Sara Parisi è stata uccisa dal suo ex marito, dalla quale era separata da ben sei anni, probabilmente per motivi di gelosia. Dopo sei anni Francesco Privitera, muratore di Giarre, non accettava che la donna – dalla quale aveva avuto due figli – potesse rifarsi una vita, potesse avere un altro compagno. Dopo sei anni. E così ha preso un’arma e le ha tolto la vita. Se il movente fosse confermato, l’omicida avrebbe considerato la sua ex come un “oggetto”, ossessionato dall’idea di perderla per sempre. Un femminicidio, l’ennesimo.

post facebook sara

Ma c’è di più: stando alle prime notizie trapelate, l’uomo sarebbe andato su tutte le furie dopo aver scoperto la nuova relazione della donna tramite Facebook. Sì, perché il 16 dicembre Sara – che pubblicava tante foto, sempre sorridente – aveva deciso di ufficializzare sul popolare social network l’inizio di una relazione. Un post che avrebbe spinto l’ex marito, poi deceduto in ospedale a Catania dove era giunto in gravi condizioni, ad ucciderla.

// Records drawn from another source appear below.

use std::io::IoSlice;
use std::sync::Arc;

use super::layout;
use super::Msg::{Binding, Message};
use crate::error::{Error, Result};
use crate::Bus::peer::PeerInfo;
use crate::Core::alloc::PoolSlice;
use crate::Core::fdtable::{FileRef, ReservedFd};
use crate::Core::handle::{HANDLE_BATCH_INLINE, HANDLE_BATCH_SIZE};
use crate::Core::quota::User;

impl Message {
    /// Allocate a pool slice on `peer` and charge `user` for everything the
    /// message carries.
    ///
    /// Must be called with the peer lock held, which `&mut PeerInfo` proves.
    /// On any error the quota ledger and the pool are left exactly as they
    /// were and the message stays unbound. Binding a bound message is a caller
    /// bug: it panics in debug builds and returns [`Error::AlreadyBound`]
    /// otherwise.
    pub fn bind_locked(&mut self, peer: &mut PeerInfo, user: &Arc<User>) -> Result<()> {
        if let Some(binding) = &self.binding {
            log::error!(
                "bind of message already bound to peer {} at offset {}",
                binding.peer,
                binding.slice.offset()
            );
            debug_assert!(false, "message already bound");
            return Err(Error::AlreadyBound);
        }

        let (n_bytes, n_handles, n_fds) = (self.n_bytes(), self.n_handles(), self.n_fds());

        if let Err(e) = peer.quota.charge(user, n_bytes, n_handles, n_fds) {
            log::warn!(
                "peer {}: quota of uid {} exhausted ({n_bytes} bytes, {n_handles} handles, {n_fds} fds)",
                peer.id(),
                user.uid()
            );
            return Err(e);
        }

        let Some(size) = layout::slice_size(n_bytes, n_handles, n_fds) else {
            peer.quota.discharge(user, n_bytes, n_handles, n_fds);
            log::warn!(
                "peer {}: slice for {n_bytes} bytes, {n_handles} handles, {n_fds} fds overflows",
                peer.id()
            );
            return Err(Error::PoolExhausted);
        };
        let slice = match peer.pool.alloc(size) {
            Ok(slice) => slice,
            Err(e) => {
                peer.quota.discharge(user, n_bytes, n_handles, n_fds);
                log::warn!(
                    "peer {}: pool cannot fit {size} bytes ({} available)",
                    peer.id(),
                    peer.pool.available()
                );
                return Err(e);
            }
        };

        log::debug!(
            "peer {}: bound {size} byte slice at {} for uid {}",
            peer.id(),
            slice.offset(),
            user.uid()
        );

        self.data.offset = slice.offset() as u64;
        self.binding = Some(Binding {
            user: Arc::clone(user),
            slice,
            peer: peer.id(),
        });
        Ok(())
    }

    /// Release the slice and refund the quota taken by [`Message::bind_locked`].
    ///
    /// No-op on an unbound message. Must be called with the lock of the same
    /// peer the message was bound on.
    pub fn unbind_locked(&mut self, peer: &mut PeerInfo) {
        let Some(binding) = self.binding.take() else {
            return;
        };

        if binding.peer != peer.id() {
            log::error!(
                "unbind on peer {} of a message bound on peer {}",
                peer.id(),
                binding.peer
            );
            debug_assert!(false, "message unbound on the wrong peer");
            self.binding = Some(binding);
            return;
        }

        let Binding { user, slice, .. } = binding;
        peer.quota
            .discharge(&user, self.n_bytes(), self.n_handles(), self.n_fds());

        log::debug!(
            "peer {}: unbound slice at {} for uid {}",
            peer.id(),
            slice.offset(),
            user.uid()
        );
        peer.pool.release_kernel(slice);
    }

    /// The bound slice, provided `peer` is the peer it was allocated from.
    ///
    /// Offsets are only meaningful in the pool that handed them out, so every
    /// write into the slice goes through here first.
    fn slice_on(&self, peer: &PeerInfo) -> Result<&PoolSlice> {
        let binding = self.binding.as_ref().ok_or(Error::NotBound)?;
        if binding.peer != peer.id() {
            log::error!(
                "access on peer {} to a slice bound on peer {}",
                peer.id(),
                binding.peer
            );
            debug_assert!(false, "message used on the wrong peer");
            return Err(Error::WrongPeer {
                bound: binding.peer,
                given: peer.id(),
            });
        }
        Ok(&binding.slice)
    }

    /// Make the bound slice visible to the receiver, so it stays allocated
    /// after [`Message::unbind_locked`] until the receiver releases it.
    pub fn publish_locked(&self, peer: &mut PeerInfo) -> Result<()> {
        let slice = self.slice_on(peer)?;
        peer.pool.publish(slice);
        Ok(())
    }

    /// Write the ids of all carried handles into the handle region of the slice.
    ///
    /// A failed write is returned as is; the message stays bound and the
    /// caller decides whether to retry or abandon it.
    pub fn install_handles(&self, peer: &mut PeerInfo) -> Result<()> {
        let slice = self.slice_on(peer)?;
        let mut offset = layout::handles_offset(self.n_bytes());

        let chunk_max = self
            .n_handles()
            .min(HANDLE_BATCH_INLINE.max(HANDLE_BATCH_SIZE));
        let mut ids: Vec<u64> = Vec::new();
        let mut buf: Vec<u8> = Vec::new();
        ids.try_reserve_exact(chunk_max)
            .map_err(|_| Error::OutOfMemory)?;
        buf.try_reserve_exact(chunk_max * layout::HANDLE_ID_SIZE)
            .map_err(|_| Error::OutOfMemory)?;

        let mut pos = 0;
        loop {
            let n = self.handles.walk(&mut pos, &mut ids);
            if n == 0 {
                break;
            }

            buf.clear();
            buf.extend(ids.iter().flat_map(|id| id.to_ne_bytes()));

            if let Err(e) = peer.pool.write_kvec(slice, offset, &[IoSlice::new(&buf)]) {
                log::warn!("peer {}: writing {n} handle ids failed: {e}", peer.id());
                return Err(e);
            }
            offset += n * layout::HANDLE_ID_SIZE;
        }

        Ok(())
    }

    /// Install every carried file into the receiving process and write the
    /// new descriptor numbers into the descriptor region of the slice.
    ///
    /// Either all `n_fds` descriptors end up open in the receiver, or none:
    /// reservations are undone on any error, and the final binding step runs
    /// only after everything that can fail has succeeded.
    pub fn install_fds(&self, peer: &mut PeerInfo) -> Result<()> {
        let n_fds = self.n_fds();
        let slice = self.slice_on(peer)?;

        let files: Vec<&FileRef> = self
            .files
            .iter()
            .enumerate()
            .map(|(i, f)| f.as_ref().ok_or(Error::MissingFile(i)))
            .collect::<Result<_>>()?;

        let mut reserved: Vec<ReservedFd> = Vec::new();
        let mut buf: Vec<u8> = Vec::new();
        reserved
            .try_reserve_exact(n_fds)
            .map_err(|_| Error::OutOfMemory)?;
        buf.try_reserve_exact(n_fds * layout::FD_SIZE)
            .map_err(|_| Error::OutOfMemory)?;

        let table = Arc::clone(peer.fd_table());

        for _ in 0..n_fds {
            match table.reserve_unused(libc::O_CLOEXEC) {
                Ok(fd) => {
                    buf.extend_from_slice(&fd.fd().to_ne_bytes());
                    reserved.push(fd);
                }
                Err(e) => {
                    log::warn!(
                        "peer {}: descriptor table exhausted after {} of {n_fds} fds",
                        peer.id(),
                        reserved.len()
                    );
                    for fd in reserved {
                        table.put_unused(fd);
                    }
                    return Err(e);
                }
            }
        }

        let offset = layout::fds_offset(self.n_bytes(), self.n_handles());
        if let Err(e) = peer.pool.write_kvec(slice, offset, &[IoSlice::new(&buf)]) {
            log::warn!("peer {}: writing {n_fds} fd numbers failed: {e}", peer.id());
            for fd in reserved {
                table.put_unused(fd);
            }
            return Err(e);
        }

        // Descriptor numbers are published now; nothing below may fail.
        for (fd, file) in reserved.into_iter().zip(files) {
            table.install(fd, Arc::clone(file));
        }

        log::debug!("peer {}: installed {n_fds} fds", peer.id());
        Ok(())
    }
}
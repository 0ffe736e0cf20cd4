// Byte layout of a message slice as the receiver parses it:
//
//   [payload, n_bytes][pad to 8][handle ids, n_handles x u64][pad to 8][fd numbers, n_fds x i32][pad to 8]
//
// Every region starts on an 8-byte boundary relative to the slice start.

use std::mem::size_of;

/// Width of one handle id in the slice.
pub const HANDLE_ID_SIZE: usize = size_of::<u64>();

/// Width of one descriptor number in the slice.
pub const FD_SIZE: usize = size_of::<libc::c_int>();

#[inline]
pub const fn align8(n: usize) -> usize {
    (n + 7) & !7
}

#[inline]
const fn checked_align8(n: usize) -> Option<usize> {
    match n.checked_add(7) {
        Some(n) => Some(n & !7),
        None => None,
    }
}

/// Offset of the handle-id region.
///
/// Like [`fds_offset`], only meaningful for counts whose [`slice_size`] is
/// `Some`, which holds for every bound message.
#[inline]
pub const fn handles_offset(n_bytes: usize) -> usize {
    align8(n_bytes)
}

/// Offset of the descriptor-number region.
#[inline]
pub const fn fds_offset(n_bytes: usize, n_handles: usize) -> usize {
    align8(n_bytes) + align8(n_handles * HANDLE_ID_SIZE)
}

/// Size of the slice a message with these counts needs, or `None` if it
/// does not fit in `usize`.
#[inline]
pub const fn slice_size(n_bytes: usize, n_handles: usize, n_fds: usize) -> Option<usize> {
    let Some(payload) = checked_align8(n_bytes) else {
        return None;
    };
    let Some(handles) = n_handles.checked_mul(HANDLE_ID_SIZE) else {
        return None;
    };
    let Some(handles) = checked_align8(handles) else {
        return None;
    };
    let Some(fds) = n_fds.checked_mul(FD_SIZE) else {
        return None;
    };
    let Some(fds) = checked_align8(fds) else {
        return None;
    };
    match payload.checked_add(handles) {
        Some(head) => head.checked_add(fds),
        None => None,
    }
}
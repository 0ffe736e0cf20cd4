// Module naming follows project convention (Core = shared substrate, Bus = message lifecycle)
pub mod error;

pub use error::{Error, Result};

#[allow(non_snake_case)]
pub mod Core {
    pub mod SharedMemory;
    pub use SharedMemory::{
        create_shared_memory, HeapMemory, RawHandle, SharedMemoryBackend,
    };
    pub mod alloc;
    pub use alloc::{Pool, PoolSlice};
    pub mod fdtable;
    pub mod handle;
    pub mod quota;
}

#[allow(non_snake_case)]
pub mod Bus {
    pub mod builder;
    pub mod peer;
    pub use builder::PeerBuilder;
    pub use peer::{Peer, PeerInfo};

    pub mod Msg {
        pub mod layout;
        pub mod Msg;
        pub mod Msg_impl;
        pub use Msg::{Binding, Message}; // re-export for stable path
    }
    pub mod Structs {
        pub mod Message_Structs;
        pub use Message_Structs::{MessageData, QueueNode, QueueNodeKind, TransactionLink}; // re-export for stable path
    }
}

#[allow(non_snake_case)]
pub mod Debug {
    pub mod StructDebug;
}
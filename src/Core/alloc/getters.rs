use super::*;
use crate::Core::SharedMemory::RawHandle;

/// Getter methods for Pool
///
/// These methods expose pool occupancy for the delivery layer, debugging and
/// tests. None of them mutate the pool.
impl Pool {
    /// Total size of the backing region in bytes
    pub fn size(&self) -> usize {
        self.shm.size()
    }

    /// Bytes currently held by live slices (kernel or user referenced)
    pub fn allocated(&self) -> usize {
        self.allocated
    }

    /// Bytes not held by any slice
    ///
    /// Free space may be fragmented; a successful `alloc` of this size is not
    /// guaranteed.
    pub fn available(&self) -> usize {
        self.shm.size().saturating_sub(self.allocated)
    }

    /// Number of live slices
    pub fn slice_count(&self) -> usize {
        self.slices.len()
    }

    /// Whether the slice at `offset` has been published to the receiver
    pub fn is_published(&self, offset: usize) -> bool {
        self.slices.get(&offset).map_or(false, |s| s.ref_user)
    }

    /// Handle of the backing region, for receivers that map the pool
    pub fn raw_handle(&self) -> RawHandle {
        self.shm.raw_handle()
    }

    pub(crate) fn backend(&self) -> &dyn SharedMemoryBackend {
        &*self.shm
    }
}
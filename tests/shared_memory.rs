// Pool backend tests: heap regions everywhere, memfd regions on Linux
// Run with: cargo test --test shared_memory -- --nocapture

use dmxp_bus::Core::{HeapMemory, RawHandle, SharedMemoryBackend};
use std::io::IoSlice;

#[test]
fn test_heap_memory_is_zeroed() {
    let heap = HeapMemory::new(4096).unwrap();
    assert_eq!(heap.size(), 4096);
    assert_eq!(heap.raw_handle(), RawHandle::Heap);

    let mut buf = vec![0xffu8; 4096];
    heap.read_at(0, &mut buf).unwrap();
    assert!(buf.iter().all(|&b| b == 0));
}

#[test]
fn test_heap_memory_scatter_write() {
    let mut heap = HeapMemory::new(64).unwrap();

    let parts = [b"dmxp".as_slice(), b"-".as_slice(), b"bus".as_slice()];
    let bufs: Vec<IoSlice<'_>> = parts.iter().map(|p| IoSlice::new(p)).collect();
    heap.write_at(10, &bufs).unwrap();

    let mut out = [0u8; 8];
    heap.read_at(10, &mut out).unwrap();
    assert_eq!(&out, b"dmxp-bus");
}

#[test]
fn test_heap_memory_bounds() {
    let mut heap = HeapMemory::new(16).unwrap();

    assert!(heap.write_at(12, &[IoSlice::new(&[1, 2, 3, 4])]).is_ok());
    assert!(heap.write_at(13, &[IoSlice::new(&[1, 2, 3, 4])]).is_err());
    assert!(heap.write_at(usize::MAX, &[IoSlice::new(&[1])]).is_err());

    let mut out = [0u8; 17];
    assert!(heap.read_at(0, &mut out).is_err());
    assert!(heap.read_at(16, &mut [0u8; 0]).is_ok());
}

#[cfg(target_os = "linux")]
mod linux_tests {
    use dmxp_bus::Bus::PeerBuilder;
    use dmxp_bus::Core::{create_shared_memory, RawHandle, SharedMemoryBackend};
    use std::io::IoSlice;

    #[test]
    fn test_create_shared_memory() {
        let size = 4096;
        let shm = create_shared_memory(size, Some("test_create")).unwrap();

        assert_eq!(shm.size(), size);
        assert!(!shm.as_ptr().is_null());
        assert!(matches!(shm.raw_handle(), RawHandle::Fd(fd) if fd >= 0));
    }

    #[test]
    fn test_shared_memory_sizes() {
        for size in [1024, 4096, 65536, 1024 * 1024] {
            let shm = create_shared_memory(size, None).unwrap();
            assert_eq!(shm.size(), size);
        }
    }

    #[test]
    fn test_zero_size_is_rejected() {
        assert!(create_shared_memory(0, None).is_err());
    }

    #[test]
    fn test_shared_memory_read_write() {
        let size = 8192;
        let mut shm = create_shared_memory(size, Some("test_rw")).unwrap();

        let pattern: Vec<u8> = (0..100).map(|i| (i % 256) as u8).collect();
        shm.write_at(size - 100, &[IoSlice::new(&pattern)]).unwrap();

        let mut out = vec![0u8; 100];
        shm.read_at(size - 100, &mut out).unwrap();
        assert_eq!(out, pattern);
    }

    #[test]
    fn test_peer_pool_backed_by_memfd() {
        let peer = PeerBuilder::new()
            .with_id(7)
            .with_pool_size(64 * 1024)
            .with_shared_memory(true)
            .build()
            .unwrap();

        let info = peer.lock();
        println!("Peer info: {:#?}", *info);
        assert_eq!(info.pool().size(), 64 * 1024);
        assert!(matches!(info.pool().raw_handle(), RawHandle::Fd(_)));
    }
}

Sara era una donna che amava il mare, che sognava di “essere libera”, lo scriveva lei stessa su Facebook. “Cerco lavoro come babysitter o pulizie di casa” aveva aggiunto in un altro post annunciando di essere alla ricerca di un’occupazione. Ora resta da capire se l’uomo si sia ucciso volontariamente o se sia partito accidentalmente un colpo nel tentativo di un familiare della vittima di disarmarlo.